**Task instructions**
Word for word, restate the records that appear below.

**Dataset extract**
##############################

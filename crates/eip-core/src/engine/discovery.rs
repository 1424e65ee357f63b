//! Fleet discovery
//!
//! Lists every instance carrying the tag, page by page, and applies the
//! public-address filter to each page as it arrives.

use crate::pagination::{Collected, PageRequest, collect_pages};
use crate::traits::{ComputeService, Instance, InstanceQuery};
use tracing::info;

/// List all instances matching `query`
///
/// Order follows the service's listing order. Failed pages are logged and
/// contribute nothing, so the result may undercount.
pub async fn discover_instances(
    compute: &dyn ComputeService,
    query: &InstanceQuery,
    page_size: u32,
) -> Collected<Instance> {
    let label = format!("instances tagged {}", query.selector);

    let collected = collect_pages(
        &label,
        PageRequest::first(page_size),
        move |page| async move {
            let mut page = compute.describe_instances(query, page).await?;
            page.items.retain(|instance| query.admits(instance));
            Ok::<_, crate::Error>(page)
        },
    )
    .await;

    info!(
        "Discovered {} instance(s) tagged {} (filter: {:?}, running only: {})",
        collected.items.len(),
        query.selector,
        query.filter,
        query.running_only
    );

    collected
}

##############################

**Final answer**
filename crates/eip-core/src/engine/discovery.rs
repository 1424e65ee357f63b
//! Fleet discovery
//!
//! Lists every instance carrying the tag, page by page, and applies the
//! public-address filter to each page as it arrives.

use crate::pagination::{Collected, PageRequest, collect_pages};
use crate::traits::{ComputeService, Instance, InstanceQuery};
use tracing::info;

/// List all instances matching `query`
///
/// Order follows the service's listing order. Failed pages are logged and
/// contribute nothing, so the result may undercount.
pub async fn discover_instances(
    compute: &dyn ComputeService,
    query: &InstanceQuery,
    page_size: u32,
) -> Collected<Instance> {
    let label = format!("instances tagged {}", query.selector);

    let collected = collect_pages(
        &label,
        PageRequest::first(page_size),
        move |page| async move {
            let mut page = compute.describe_instances(query, page).await?;
            page.items.retain(|instance| query.admits(instance));
            Ok::<_, crate::Error>(page)
        },
    )
    .await;

    info!(
        "Discovered {} instance(s) tagged {} (filter: {:?}, running only: {})",
        collected.items.len(),
        query.selector,
        query.filter,
        query.running_only
    );

    collected
}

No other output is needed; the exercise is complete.